We looked at each other. My legs started to tremble, then my arms. I felt a pulsing in my neck and something frenzied, something akin to rage, rising in my chest. Desperation, maybe. I said, as calmly as possible, “I don't think those things are related.”

A look sparked across her features—sympathy, I think. She said, “Plenty of kids have expressive delay. That just might be what we're dealing with here, selective mutism
light
. He spends a few years taking it in before he lets it out.”

Maybe she could tell I wasn't listening anymore, that the world had closed in and was thrumming in my ears, because she leaned forward, speaking slowly and holding my eyes with her own. “I will say that it concerns me,” she said, “the matter of the timing.”

Then I was up, crossing the room to Frankie, kneeling and squaring his shoulders. He looked at me, alarmed. I said, “Frankie, listen to me.”

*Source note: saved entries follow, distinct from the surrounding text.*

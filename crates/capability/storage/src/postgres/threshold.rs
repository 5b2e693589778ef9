//! Postgres 阈值配置实现

use super::parse_column;
use crate::error::StorageError;
use crate::traits::ThresholdStore;
use domain::{Threshold, ThresholdScope};
use sqlx::{PgPool, Row};

pub struct PgThresholdStore {
    pub pool: PgPool,
}

impl PgThresholdStore {
    pub fn new(pool: PgPool) -> Self {
        Self { pool }
    }
}

#[async_trait::async_trait]
impl ThresholdStore for PgThresholdStore {
    /// 按 `threshold_id` 顺序返回，同键阈值以后出现者为准
    async fn list_thresholds(&self) -> Result<Vec<Threshold>, StorageError> {
        let rows = sqlx::query(
            "select scope, scope_id, parameter, warning_max, critical_max, warning_min, critical_min \
             from thresholds order by threshold_id",
        )
        .fetch_all(&self.pool)
        .await?;
        let mut thresholds = Vec::with_capacity(rows.len());
        for row in rows {
            let scope: String = row.try_get("scope")?;
            thresholds.push(Threshold {
                scope: parse_column("scope", &scope, ThresholdScope::parse)?,
                scope_id: row.try_get("scope_id")?,
                parameter: row.try_get("parameter")?,
                warning_max: row.try_get("warning_max")?,
                critical_max: row.try_get("critical_max")?,
                warning_min: row.try_get("warning_min")?,
                critical_min: row.try_get("critical_min")?,
            });
        }
        Ok(thresholds)
    }
}
//! 读数校验：合理性窗口、派生量、交叉核对。
//!
//! 校验从不丢弃读数，只会：
//! - 把越界或非有限值置空，质量降为 `bad`；
//! - 视在功率与 `hypot(有功, 无功)` 不一致时质量降为 `poor`（不置空）；
//! - 补齐缺失的视在功率与功率因数。

use domain::{DataQuality, Parameter, RawReading, ValidatedReading};
use serde::{Deserialize, Serialize};
use tracing::debug;

/// 视在功率交叉核对容差（kVA）。
pub const APPARENT_POWER_TOLERANCE: f64 = 0.1;

/// 校验配置错误。
#[derive(Debug, thiserror::Error)]
pub enum NormalizeError {
    #[error("invalid range for {0}: min {1} > max {2}")]
    InvalidRange(String, f64, f64),
}

/// 闭区间 `[min, max]`。
#[derive(Debug, Clone, Copy, PartialEq, Serialize, Deserialize)]
pub struct Range {
    pub min: f64,
    pub max: f64,
}

impl Range {
    pub const fn new(min: f64, max: f64) -> Self {
        Self { min, max }
    }

    pub fn contains(&self, value: f64) -> bool {
        value >= self.min && value <= self.max
    }

    /// 收进区间内
    pub fn clamp(&self, value: f64) -> f64 {
        value.max(self.min).min(self.max)
    }
}

/// 各物理量的合理性窗口。
#[derive(Debug, Clone, PartialEq, Serialize, Deserialize)]
#[serde(default)]
pub struct PlausibilityLimits {
    pub active_power: Range,
    pub reactive_power: Range,
    pub apparent_power: Range,
    pub power_factor: Range,
    pub voltage: Range,
    pub current: Range,
    pub frequency: Range,
}

impl Default for PlausibilityLimits {
    fn default() -> Self {
        Self {
            active_power: Range::new(0.0, 1000.0),
            reactive_power: Range::new(-1000.0, 1000.0),
            apparent_power: Range::new(0.0, 1500.0),
            power_factor: Range::new(0.0, 1.0),
            voltage: Range::new(100.0, 400.0),
            current: Range::new(0.0, 200.0),
            frequency: Range::new(45.0, 65.0),
        }
    }
}

impl PlausibilityLimits {
    pub fn range_for(&self, parameter: Parameter) -> Range {
        match parameter {
            Parameter::ActivePower => self.active_power,
            Parameter::ReactivePower => self.reactive_power,
            Parameter::ApparentPower => self.apparent_power,
            Parameter::PowerFactor => self.power_factor,
            Parameter::VoltageL1 | Parameter::VoltageL2 | Parameter::VoltageL3 => self.voltage,
            Parameter::CurrentL1 | Parameter::CurrentL2 | Parameter::CurrentL3 => self.current,
            Parameter::Frequency => self.frequency,
        }
    }

    fn check(&self) -> Result<(), NormalizeError> {
        for parameter in Parameter::ALL {
            let range = self.range_for(parameter);
            if !(range.min <= range.max) {
                return Err(NormalizeError::InvalidRange(
                    parameter.to_string(),
                    range.min,
                    range.max,
                ));
            }
        }
        Ok(())
    }
}

/// 读数校验器，纯同步、无共享状态。
#[derive(Debug, Clone, Default)]
pub struct Validator {
    limits: PlausibilityLimits,
}

impl Validator {
    pub fn new(limits: PlausibilityLimits) -> Result<Self, NormalizeError> {
        limits.check()?;
        Ok(Self { limits })
    }

    pub fn limits(&self) -> &PlausibilityLimits {
        &self.limits
    }

    pub fn validate(&self, raw: RawReading) -> ValidatedReading {
        let mut reading = ValidatedReading::accept(raw);

        for parameter in Parameter::ALL {
            let Some(value) = reading.values.get(parameter) else {
                continue;
            };
            let problem = if !value.is_finite() {
                "non-finite"
            } else if !self.limits.range_for(parameter).contains(value) {
                "out of range"
            } else {
                continue;
            };
            reading.values.set(parameter, None);
            flag(&mut reading, DataQuality::Bad, parameter, problem, value);
        }

        derive_apparent_power(&mut reading);
        derive_power_factor(&mut reading, self.limits.power_factor);

        if reading.quality != DataQuality::Good {
            debug!(
                equipment_id = %reading.equipment_id,
                quality = reading.quality.as_str(),
                anomalies = ?reading.anomalies,
                "reading downgraded"
            );
        }
        reading
    }

    pub fn validate_all(&self, readings: Vec<RawReading>) -> Vec<ValidatedReading> {
        readings.into_iter().map(|raw| self.validate(raw)).collect()
    }
}

fn flag(
    reading: &mut ValidatedReading,
    quality: DataQuality,
    parameter: Parameter,
    problem: &str,
    value: f64,
) {
    reading.quality = reading.quality.worst(quality);
    reading
        .anomalies
        .push(format!("{}: {} {}", parameter, problem, value));
}

/// 有功与无功都存在时，视在功率必须等于两者的模。
fn derive_apparent_power(reading: &mut ValidatedReading) {
    let (Some(active), Some(reactive)) = (reading.values.active_power, reading.values.reactive_power)
    else {
        return;
    };
    let expected = active.hypot(reactive);

    if let Some(supplied) = reading.values.apparent_power {
        if (expected - supplied).abs() > APPARENT_POWER_TOLERANCE {
            flag(
                reading,
                DataQuality::Poor,
                Parameter::ApparentPower,
                "inconsistent with active/reactive",
                supplied,
            );
            reading.values.apparent_power = Some(expected);
        }
    } else {
        reading.values.apparent_power = Some(expected);
    }
}

/// 派生值收进功率因数的合理性窗口，测量舍入导致的 P 略大于 S 不会得到大于 1 的值。
fn derive_power_factor(reading: &mut ValidatedReading, window: Range) {
    if reading.values.power_factor.is_some() {
        return;
    }
    if let (Some(active), Some(apparent)) = (reading.values.active_power, reading.values.apparent_power) {
        if apparent > 0.0 {
            reading.values.power_factor = Some(window.clamp(active / apparent));
        }
    }
}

“Don't push him,” said Emily.

“Frankie, do you feel—” I stopped. “Frankie, why don't you talk around Dad?” He shrugged. I struggled to control my voice. “Do you not feel safe around Dad?” I signed the word
safe
out of habit.

His mouth opened but he didn't say anything. He looked afraid. I was holding his shoulders too tightly. I felt Emily's arms circle my own, pulling me back.

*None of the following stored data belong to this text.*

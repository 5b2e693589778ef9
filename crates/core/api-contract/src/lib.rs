//! 监控 HTTP 接口的 DTO 与响应契约。

use serde::{Deserialize, Serialize};
use std::collections::BTreeMap;

/// 标准 API 响应封装。
#[derive(Debug, Serialize)]
pub struct ApiResponse<T> {
    pub success: bool,
    pub data: Option<T>,
    pub error: Option<ApiError>,
}

/// 失败响应的错误体。
#[derive(Debug, Serialize)]
pub struct ApiError {
    pub code: String,
    pub message: String,
}

impl<T> ApiResponse<T> {
    pub fn success(data: T) -> Self {
        Self {
            success: true,
            data: Some(data),
            error: None,
        }
    }

    pub fn error(code: impl Into<String>, message: impl Into<String>) -> Self {
        Self {
            success: false,
            data: None,
            error: Some(ApiError {
                code: code.into(),
                message: message.into(),
            }),
        }
    }
}

/// 历史读数查询参数（时间为毫秒时间戳，闭区间）。
#[derive(Debug, Default, Deserialize)]
#[serde(rename_all = "camelCase")]
pub struct ReadingsQuery {
    #[serde(alias = "equipment_id")]
    pub equipment_id: Option<String>,
    #[serde(alias = "area_id")]
    pub area_id: Option<String>,
    pub from: Option<i64>,
    pub to: Option<i64>,
    pub limit: Option<usize>,
    pub order: Option<String>,
}

/// 单条读数；`values` 以参数名为键，缺失或被剔除的参数不出现。
#[derive(Debug, Clone, Serialize, Deserialize)]
#[serde(rename_all = "camelCase")]
pub struct ReadingDto {
    pub ts_ms: i64,
    pub equipment_id: String,
    pub meter_id: Option<String>,
    pub area_id: Option<String>,
    pub values: BTreeMap<String, f64>,
    #[serde(default, skip_serializing_if = "BTreeMap::is_empty")]
    pub extra: BTreeMap<String, f64>,
    pub quality: String,
    #[serde(default)]
    pub anomalies: Vec<String>,
}

/// 活动事件查询参数。
#[derive(Debug, Default, Deserialize)]
pub struct ActiveEventsQuery {
    pub limit: Option<usize>,
}

/// 越限 / 通信故障事件。
#[derive(Debug, Clone, Serialize, Deserialize)]
#[serde(rename_all = "camelCase")]
pub struct LogEventDto {
    pub event_id: String,
    pub equipment_id: String,
    pub meter_id: Option<String>,
    pub event_type: String,
    pub severity: String,
    pub parameter: Option<String>,
    pub message: String,
    pub value: Option<f64>,
    pub threshold_value: Option<f64>,
    pub ts_ms: i64,
    pub acknowledged: bool,
}

#[derive(Debug, Serialize)]
#[serde(rename_all = "camelCase")]
pub struct AcknowledgeDto {
    pub event_id: String,
    pub acknowledged: bool,
}

/// 统计区间；缺省为最近 24 小时。
#[derive(Debug, Default, Deserialize)]
pub struct StatsQuery {
    pub from: Option<i64>,
    pub to: Option<i64>,
}

#[derive(Debug, Clone, Serialize, Deserialize)]
#[serde(rename_all = "camelCase")]
pub struct InefficiencyDto {
    pub kind: String,
    pub value: f64,
    pub description: String,
}

/// 单台设备的区间能效指标。
#[derive(Debug, Clone, Serialize, Deserialize)]
#[serde(rename_all = "camelCase")]
pub struct EquipmentStatsDto {
    pub equipment_id: String,
    pub equipment_name: String,
    pub area_id: Option<String>,
    pub sample_count: usize,
    pub average_power: Option<f64>,
    pub max_power: Option<f64>,
    pub min_power: Option<f64>,
    pub load_factor: Option<f64>,
    pub average_power_factor: Option<f64>,
    pub min_power_factor: Option<f64>,
    pub average_voltage: Option<f64>,
    pub voltage_deviation: Option<f64>,
    pub energy_kwh: f64,
    pub quality_score: f64,
    pub rating: String,
    pub inefficiencies: Vec<InefficiencyDto>,
}

/// 区域汇总；`activeViolations` 为该区域设备的未确认越限事件数。
#[derive(Debug, Clone, Serialize, Deserialize)]
#[serde(rename_all = "camelCase")]
pub struct AreaStatsDto {
    pub area_id: String,
    pub equipment_count: usize,
    pub sample_count: usize,
    pub total_energy_kwh: f64,
    pub average_power: Option<f64>,
    pub average_power_factor: Option<f64>,
    pub quality_score: f64,
    pub active_violations: usize,
}

/// 采集计数快照。
#[derive(Debug, Clone, Serialize, Deserialize)]
#[serde(rename_all = "camelCase")]
pub struct MetricsSnapshotDto {
    pub cycles_completed: u64,
    pub cycles_failed: u64,
    pub devices_polled: u64,
    pub device_failures: u64,
    pub readings_collected: u64,
    pub readings_poor: u64,
    pub readings_bad: u64,
    pub violations: u64,
    pub communication_errors: u64,
    pub threshold_reloads: u64,
    pub threshold_reload_failures: u64,
    pub average_cycle_latency_ms: u64,
}

/// 单个采集周期的汇总。
#[derive(Debug, Clone, Serialize, Deserialize)]
#[serde(rename_all = "camelCase")]
pub struct CycleReportDto {
    pub ts_ms: i64,
    pub devices_polled: usize,
    pub devices_failed: usize,
    pub readings: usize,
    pub poor_readings: usize,
    pub bad_readings: usize,
    pub equipment_states: usize,
    pub violations: usize,
    pub communication_errors: usize,
    pub duration_ms: u64,
}

#[derive(Debug, Serialize)]
#[serde(rename_all = "camelCase")]
pub struct CollectorStatusDto {
    pub state: String,
    pub last_cycle: Option<CycleReportDto>,
}

/// start/stop 结果；`changed` 为 false 表示已处于目标状态。
#[derive(Debug, Serialize)]
#[serde(rename_all = "camelCase")]
pub struct CollectorActionDto {
    pub state: String,
    pub changed: bool,
}

#[derive(Debug, Serialize)]
#[serde(rename_all = "camelCase")]
pub struct HealthDto {
    pub status: String,
    pub collector: String,
    pub storage: String,
}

“What are you saying to me?” I said.

I thought of Graham's story of his father and baseball, of Sally's horror story from the radio—but nothing stuck. I knew every inch of Frankie's body. I spent almost every hour with him. Graham hardly spent any time alone with Frankie at all. He never had. But if it wasn't that, then what was it?

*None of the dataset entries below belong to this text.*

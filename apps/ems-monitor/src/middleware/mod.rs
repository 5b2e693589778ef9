//! HTTP 中间件

mod request_context;

pub use request_context::request_context;
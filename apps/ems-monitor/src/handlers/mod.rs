//! Handlers 模块

pub mod collector;
pub mod events;
pub mod health;
pub mod metrics;
pub mod readings;
pub mod stats;

pub use collector::*;
pub use events::*;
pub use health::*;
pub use metrics::*;
pub use readings::*;
pub use stats::*;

Then it came to me. Graham had never laid a hand on Frankie—I was certain of this. But then again, he hadn't needed to. A scene appeared in my mind: Graham waking in his underwear beside his friend Jackson's bed, Jackson's wife screaming, Graham seizing. Then my mind conjured another scene, and my blood ran cold. What if Frankie, as a baby or toddler, had woken in the night to find his own father standing in the room, unresponsive and unseeing? What if he'd said, in his early-language speech, “Daddy?” and the strange empty man had looked right through him. What if he'd repeated himself, babbling “Daddy? Daddy?” and the man simply turned and unhurriedly walked out without answering, without bending to pick him up or comfort him. What if this had happened time and again? It would have been like waking to find a monster in the room, all the more frightening for how the monster resembled his father.

The scene in my mind had the texture of real life, and I knew in my gut that this, or something very much like it, had happened to my boy.